Manifold Characteristics That Predict Downstream Task Performance
Ruan van der Merwe, Gregory Newman, Etienne Barnard

TL;DR
This paper introduces a new framework and metric to analyze the geometry of representation manifolds in pretraining models, revealing how manifold smoothness correlates with downstream task performance.
Contribution
It proposes a novel metric, RMQM, for comparing representation manifolds and demonstrates its effectiveness in predicting downstream task success.
Findings
Self-supervised methods produce smoother representation manifolds.
Larger RMQM values correlate with better downstream performance.

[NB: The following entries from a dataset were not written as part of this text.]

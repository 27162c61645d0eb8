//! Registration client adapters.

mod http_client;

pub use http_client::HttpRegistrationClient;
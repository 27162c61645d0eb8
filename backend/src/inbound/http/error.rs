//! HTTP adapter mapping for domain errors.
//!
//! Keeps the domain error type HTTP-agnostic while letting Actix handlers
//! turn domain failures into consistent JSON responses and status codes.

use actix_web::{HttpRequest, HttpResponse, ResponseError, error, http::StatusCode};
use tracing::error;

use crate::domain::{Error, ErrorCode, TRACE_ID_HEADER};

/// Convenient result alias for HTTP handlers.
pub type ApiResult<T> = Result<T, Error>;

fn status_for(code: ErrorCode) -> StatusCode {
    match code {
        ErrorCode::InvalidRequest => StatusCode::BAD_REQUEST,
        ErrorCode::NotFound => StatusCode::NOT_FOUND,
        ErrorCode::ServiceUnavailable => StatusCode::SERVICE_UNAVAILABLE,
        ErrorCode::InternalError => StatusCode::INTERNAL_SERVER_ERROR,
    }
}

fn redact_if_internal(error: &Error) -> Error {
    if matches!(error.code(), ErrorCode::InternalError) {
        let mut redacted = Error::internal("Internal server error");
        if let Some(id) = error.trace_id() {
            redacted = redacted.with_trace_id(id.to_owned());
        }
        redacted
    } else {
        error.clone()
    }
}

impl ResponseError for Error {
    fn status_code(&self) -> StatusCode {
        status_for(self.code())
    }

    fn error_response(&self) -> HttpResponse {
        let mut builder = HttpResponse::build(self.status_code());
        if let Some(id) = self.trace_id() {
            builder.insert_header((TRACE_ID_HEADER, id.to_owned()));
        }

        builder.json(redact_if_internal(self))
    }
}

impl From<actix_web::Error> for Error {
    fn from(err: actix_web::Error) -> Self {
        // Do not leak implementation details to clients.
        error!(error = %err, "actix error promoted to domain error");
        Error::internal("Internal server error")
    }
}

/// Render malformed JSON bodies with the shared error payload.
pub fn json_error_handler(err: error::JsonPayloadError, _req: &HttpRequest) -> actix_web::Error {
    Error::invalid_request(format!("invalid JSON body: {err}")).into()
}

/// Render unparsable path segments, such as a non-numeric id, with the
/// shared error payload.
pub fn path_error_handler(err: error::PathError, _req: &HttpRequest) -> actix_web::Error {
    Error::invalid_request(format!("invalid path parameter: {err}")).into()
}

#[cfg(test)]
mod tests;
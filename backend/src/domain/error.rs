//! Transport-agnostic error payload shared by every inbound adapter.
//!
//! Handlers return [`DomainError`]; the HTTP adapter decides status codes and
//! redaction. The payload captures the trace identifier in scope when it is
//! constructed so responses and logs can be correlated.

use serde::{Deserialize, Serialize};
use serde_json::Value;
use utoipa::ToSchema;

use super::TraceId;

/// Header carrying the request trace identifier on responses and outbound
/// registration calls.
pub const TRACE_ID_HEADER: &str = "trace-id";

/// Stable machine-readable error code.
#[derive(Debug, Clone, Copy, PartialEq, Eq, Hash, Serialize, Deserialize, ToSchema)]
#[non_exhaustive]
#[serde(rename_all = "snake_case")]
pub enum ErrorCode {
    /// The request is malformed or fails validation.
    InvalidRequest,
    /// The requested resource does not exist.
    NotFound,
    /// A dependency is temporarily unable to serve the request.
    ServiceUnavailable,
    /// An unexpected error occurred on the server.
    InternalError,
}

/// API error payload.
///
/// # Examples
/// ```
/// use storefront::domain::{Error, ErrorCode};
///
/// let err = Error::not_found("Produto '9' não encontrado");
/// assert_eq!(err.code(), ErrorCode::NotFound);
/// assert!(err.trace_id().is_none());
/// ```
#[derive(Debug, Clone, PartialEq, Serialize, Deserialize, ToSchema)]
#[schema(as = Error)]
#[serde(rename_all = "camelCase")]
pub struct DomainError {
    #[schema(example = "invalid_request")]
    code: ErrorCode,
    #[schema(example = "nome must not be blank")]
    message: String,
    #[serde(default, skip_serializing_if = "Option::is_none")]
    #[schema(example = "00000000-0000-0000-0000-000000000000")]
    trace_id: Option<String>,
    /// Structured context such as `{ "field": "cpf" }` for validation errors.
    #[serde(default, skip_serializing_if = "Option::is_none")]
    details: Option<Value>,
}

impl DomainError {
    /// Create a new error, capturing the trace identifier in scope.
    pub fn new(code: ErrorCode, message: impl Into<String>) -> Self {
        Self {
            code,
            message: message.into(),
            trace_id: TraceId::current().map(|id| id.to_string()),
            details: None,
        }
    }

    /// Stable machine-readable error code.
    #[must_use]
    pub fn code(&self) -> ErrorCode {
        self.code
    }

    /// Human-readable message.
    #[must_use]
    pub fn message(&self) -> &str {
        self.message.as_str()
    }

    /// Trace identifier captured at construction, if any.
    #[must_use]
    pub fn trace_id(&self) -> Option<&str> {
        self.trace_id.as_deref()
    }

    /// Supplementary structured details.
    #[must_use]
    pub fn details(&self) -> Option<&Value> {
        self.details.as_ref()
    }

    /// Attach a trace identifier, replacing any captured one.
    #[must_use]
    pub fn with_trace_id(mut self, id: impl Into<String>) -> Self {
        self.trace_id = Some(id.into());
        self
    }

    /// Attach structured details to the error.
    ///
    /// ```
    /// use serde_json::json;
    /// use storefront::domain::DomainError;
    ///
    /// let err = DomainError::invalid_request("bad").with_details(json!({ "field": "cpf" }));
    /// assert_eq!(err.details(), Some(&json!({ "field": "cpf" })));
    /// ```
    #[must_use]
    pub fn with_details(mut self, details: Value) -> Self {
        self.details = Some(details);
        self
    }

    /// Convenience constructor for [`ErrorCode::InvalidRequest`].
    pub fn invalid_request(message: impl Into<String>) -> Self {
        Self::new(ErrorCode::InvalidRequest, message)
    }

    /// Convenience constructor for [`ErrorCode::NotFound`].
    pub fn not_found(message: impl Into<String>) -> Self {
        Self::new(ErrorCode::NotFound, message)
    }

    /// Convenience constructor for [`ErrorCode::ServiceUnavailable`].
    pub fn service_unavailable(message: impl Into<String>) -> Self {
        Self::new(ErrorCode::ServiceUnavailable, message)
    }

    /// Convenience constructor for [`ErrorCode::InternalError`].
    pub fn internal(message: impl Into<String>) -> Self {
        Self::new(ErrorCode::InternalError, message)
    }
}

impl std::fmt::Display for DomainError {
    fn fmt(&self, f: &mut std::fmt::Formatter<'_>) -> std::fmt::Result {
        write!(f, "{}", self.message)
    }
}

impl std::error::Error for DomainError {}
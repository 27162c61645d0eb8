//! Error types for the synthetic-data crate.
//!
//! Both enums are plain `thiserror` values so callers can match on the
//! variant or render the message directly.

use thiserror::Error;

/// Reasons a string is not a well-formed CPF.
#[derive(Debug, Clone, PartialEq, Eq, Error)]
pub enum CpfError {
    /// The input does not have exactly eleven characters.
    #[error("CPF must have 11 digits, found {actual}")]
    WrongLength {
        /// Number of characters in the input.
        actual: usize,
    },

    /// A character other than an ASCII digit was found.
    #[error("CPF contains a non-digit character at position {position}")]
    NonDigit {
        /// Zero-based character index of the offending character.
        position: usize,
    },

    /// The trailing check digits do not match the nine-digit body.
    #[error("CPF check digits do not match")]
    ChecksumMismatch,
}

/// Reasons an age range cannot drive birth-date generation.
#[derive(Debug, Clone, PartialEq, Eq, Error)]
pub enum AgeRangeError {
    /// The lower bound exceeds the upper bound.
    #[error("minimum age {min} exceeds maximum age {max}")]
    Inverted {
        /// Requested minimum age in whole years.
        min: u32,
        /// Requested maximum age in whole years.
        max: u32,
    },

    /// The upper bound is beyond what a calendar date can represent usefully.
    #[error("maximum age {max} exceeds the supported limit of {limit}")]
    TooOld {
        /// Requested maximum age in whole years.
        max: u32,
        /// Largest accepted maximum age.
        limit: u32,
    },
}
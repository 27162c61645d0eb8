//! Catalogue products.

use serde::{Deserialize, Serialize};
use thiserror::Error;
use utoipa::ToSchema;

/// Validation failures for product payloads.
#[derive(Debug, Clone, PartialEq, Eq, Error)]
pub enum ProductValidationError {
    /// The name is empty once trimmed.
    #[error("nome must not be blank")]
    BlankName,
    /// The price is negative, infinite or NaN.
    #[error("preco must be a finite, non-negative number")]
    InvalidPrice,
}

impl ProductValidationError {
    /// Wire name of the offending field.
    #[must_use]
    pub fn field(&self) -> &'static str {
        match self {
            Self::BlankName => "nome",
            Self::InvalidPrice => "preco",
        }
    }
}

/// Everything about a product except its id.
#[derive(Debug, Clone, PartialEq, Serialize, Deserialize, ToSchema)]
pub struct ProductDetails {
    /// Display name.
    #[serde(rename = "nome")]
    pub name: String,
    /// Free-text description.
    #[serde(rename = "descricao")]
    pub description: String,
    /// Unit price.
    #[serde(rename = "preco")]
    pub price: f64,
    /// Category label used for grouping.
    #[serde(rename = "categoria")]
    pub category: String,
    /// Search tags.
    #[serde(default)]
    pub tags: Vec<String>,
}

impl ProductDetails {
    /// Validate raw product fields.
    ///
    /// # Errors
    ///
    /// Returns [`ProductValidationError`] when the name is blank or the price
    /// is not a finite non-negative number.
    pub fn try_new(
        name: String,
        description: String,
        price: f64,
        category: String,
        tags: Vec<String>,
    ) -> Result<Self, ProductValidationError> {
        if name.trim().is_empty() {
            return Err(ProductValidationError::BlankName);
        }
        if !price.is_finite() || price < 0.0 {
            return Err(ProductValidationError::InvalidPrice);
        }
        Ok(Self {
            name,
            description,
            price,
            category,
            tags,
        })
    }
}

/// A stored product.
///
/// ```
/// use storefront::domain::Product;
///
/// let json = r#"{"id":1,"nome":"Samsung Galaxy S23","descricao":"","preco":4999.0,"categoria":"Smartphones","tags":[]}"#;
/// let product: Product = serde_json::from_str(json).expect("deserialise");
/// assert_eq!(product.details.category, "Smartphones");
/// ```
#[derive(Debug, Clone, PartialEq, Serialize, Deserialize, ToSchema)]
pub struct Product {
    /// Store-assigned identifier.
    pub id: u64,
    /// Remaining product fields.
    #[serde(flatten)]
    pub details: ProductDetails,
}
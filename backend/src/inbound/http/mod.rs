//! HTTP inbound adapter exposing the storefront REST endpoints.
//!
//! Paths and field names follow the established Portuguese wire contract
//! (`/usuarios/`, `/produtos/`, `nome`, `preco`, ...).

use actix_web::web;

pub mod error;
pub mod health;
pub mod home;
pub mod products;
pub mod purchases;
pub mod state;
#[cfg(test)]
pub mod test_utils;
pub mod users;

pub use error::ApiResult;
pub use health::HealthState;
pub use state::HttpState;

/// Register every storefront route plus the JSON and path extractor error
/// handlers.
///
/// Health probes read `web::Data<HealthState>`, which the caller provides.
pub fn configure(cfg: &mut web::ServiceConfig) {
    cfg.app_data(web::JsonConfig::default().error_handler(error::json_error_handler))
        .app_data(web::PathConfig::default().error_handler(error::path_error_handler))
        .service(home::home)
        .service(health::ready)
        .service(health::live)
        .service(users::create_user)
        .service(users::list_users)
        .service(users::get_user)
        .service(users::update_user)
        .service(users::delete_user)
        .service(products::create_product)
        .service(products::list_products)
        .service(products::get_product)
        .service(products::update_product)
        .service(products::delete_product)
        .service(purchases::create_purchase)
        .service(purchases::list_purchases)
        .service(purchases::purchase_history)
        .service(purchases::purchases_by_product);
}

The framework enables detailed comparison of pretraining methods.
Abstract
Pretraining methods are typically compared by evaluating the accuracy of linear classifiers, transfer learning performance, or visually inspecting the representation manifold's (RM) lower-dimensional projections. We show that the differences between methods can be understood more clearly by investigating the RM directly, which allows for a more detailed comparison. To this end, we propose a framework and new metric to measure and compare different RMs. We also investigate and report on the RM characteristics for various pretraining methods. These characteristics are measured by applying sequentially larger local alterations to the input data, using white noise injections and Projected Gradient Descent (PGD) adversarial attacks, and then tracking each datapoint. We calculate the total distance moved for each datapoint and the relative change in distance between successive alterations. We…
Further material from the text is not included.